Shikha was ready with a post retirement blueprint – a phase that Indian athletes are mostly unsure about. In two years, Sikha, on the back of her double master’s degree in biology, was working at the US Anti-Doping Agency and exploring a subject that was close to her heart since her swimming days. For the next five years she worked in various projects critical to USADA’s scientific initiatives – perfectly aligning her sports and education background.

The 35-year-old former athlete from Bengaluru is now based in San Francisco and works in an exercise analytics company that provides data to athletes and coaches to optimise performance. Shikha feels education has a very important role in an athlete’s life – be it understanding your own body, diet and the sport, following anti-doping programme or making a post retirement plan.

“I have seen many athletes who don’t have any plan after retirement. For them, it becomes very stressful. It impacts them mentally. The transition phase from an athlete to making another career is very important. An athlete is used to a certain way of life and when that stops, he wakes up asking, ‘now what?’ says Shikha in a webinar on ‘How Sports and Education Transformed My Life’ arranged by The Sports School, Bengaluru.

For Shikha, that moment of reckoning which every athlete dreads came in 2010 after a recurrence of shoulder injury. She was already enrolled for her second Master’s degree in biology at Case Western Reserve University in Cleveland, after doing MSc in Biotechnology from Bangalore University. “I just jumped the bandwagon. It was getting difficult in the pool and also with the amount of money I had to spend for competition and training because there were no sponsors. But I was prepared. An athlete’s career is unpredictable – injuries can force him to quit. What do you do then? Education can help you.”

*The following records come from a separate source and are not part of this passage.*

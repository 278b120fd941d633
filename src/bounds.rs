//! View-bounds calculation
//!
//! Derives the axis bounds for the two number-line renderings from the set
//! of plotted values. One calculation produces both variants; the render
//! path picks one by `ViewMode` instead of duplicating itself.

use crate::types::{ViewBounds, ViewMode};

/// Padding margin added on each side of the data.
pub const DEFAULT_PADDING: f64 = 0.05;
/// Minimum total width of the fixed-width view.
pub const DEFAULT_MIN_WIDTH: f64 = 1.0;

/// Bounds for both view modes, computed in one pass.
#[derive(Debug, Clone, Copy, PartialEq)]
pub struct ViewExtents {
    /// At least `min_width` wide, centered on the data midpoint.
    pub fixed: ViewBounds,
    /// Tightly wraps the data plus padding.
    pub auto: ViewBounds,
}

impl ViewExtents {
    pub fn for_mode(&self, mode: ViewMode) -> ViewBounds {
        match mode {
            ViewMode::FixedWidth => self.fixed,
            ViewMode::AutoFit => self.auto,
        }
    }
}

/// Compute both view bounds for a non-empty set of plotted values.
///
/// `auto` spans `[min - padding, max + padding]`; `fixed` widens that span
/// to at least `min_width`, centered on the data midpoint. Even a single
/// distinct value yields an `auto` span of `2 * padding`, so the bounds are
/// always a proper interval.
pub fn compute_view_extents(values: &[f64], padding: f64, min_width: f64) -> ViewExtents {
    debug_assert!(!values.is_empty(), "bounds need at least one value");

    let mut lo = f64::INFINITY;
    let mut hi = f64::NEG_INFINITY;
    for &v in values {
        lo = lo.min(v);
        hi = hi.max(v);
    }

    let auto = ViewBounds {
        min: lo - padding,
        max: hi + padding,
    };

    let view_width = auto.span().max(min_width);
    let center = (auto.min + auto.max) / 2.0;
    let fixed = ViewBounds {
        min: center - view_width / 2.0,
        max: center + view_width / 2.0,
    };

    ViewExtents { fixed, auto }
}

Professional sport is so gruelling that an athlete hardly gets time to think about anything else, least of all studies, Shikha tells SP Likith and Srihari Nataraj – India’s two talented swimmers who were part of the discussion. “The lockdown period is a golden opportunity for athletes to recharge, re-evaluate goals and study. Learn about your sport, learn new things,” she said.

“Do mental training so that you are recharged even though the body might be rusty when you return to the pool.”

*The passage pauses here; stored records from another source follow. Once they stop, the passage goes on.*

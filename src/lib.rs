pub mod bounds;
pub mod config;
pub mod distance;
pub mod error;
pub mod parser;
pub mod render;
pub mod types;

// re-export the main API
pub use bounds::{DEFAULT_MIN_WIDTH, DEFAULT_PADDING, ViewExtents, compute_view_extents};
pub use distance::{ComparisonReport, Evaluation, evaluate};
pub use error::EvaluationError;
pub use parser::{ParseFractionError, parse_candidate_list, parse_fraction};
pub use render::render_number_line;
pub use types::{Candidate, Rational, ViewBounds, ViewMode};

/// One full evaluation from the two raw input strings.
///
/// Parses the target (hard failure) and the candidate list (lossy, per
/// token), then evaluates distances. Both error conditions fire before any
/// distance or plot computation.
pub fn compare(target: &str, candidates: &str) -> Result<ComparisonReport, EvaluationError> {
    let target_value = parse_fraction(target).map_err(EvaluationError::TargetParse)?;

    let candidates = parse_candidate_list(candidates);
    if candidates.is_empty() {
        return Err(EvaluationError::NoValidCandidates);
    }

    let evaluation = evaluate(&target_value, &candidates);
    Ok(ComparisonReport {
        target: Candidate::new(target_value),
        candidates,
        evaluation,
    })
}

#[cfg(test)]
mod tests;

Her interest in anti-doping arose during the time she was competing. “I was tested a lot and we would see syringes lying in national camps, we would hear about doping in newspapers. I saw how the system worked or did not work and I made up my mind that I wanted to educate myself in anti- doping and work in the field,” says Shikha.

Nothing much has changed in Indian sport — when it comes to anti-doping — since her days. The yearly doping cases are still high. “Education plays an important role — not just for athletes but doctors, medical staff, physios, coaches and for everyone who is part of an athlete’s entourage,” she says.

“World anti-doping agency updates its list every year and the doctor should know about it, the athlete should be aware.”

Shikha, who is in the advisory board of the Sports School in Bengaluru – a centre that brings sports and education together for kids—says there is so much focus on success in Indian sport that sometimes it kills the joy. “I swam because I enjoyed it and that takes away the burden. Parents should support their kids to reach their potential. Not everyone can become an Olympic medallist or a world champion. But what you learn in sport, no text book in the world can teach you, and what you learn in text book, you can’t learn anywhere else,” she said.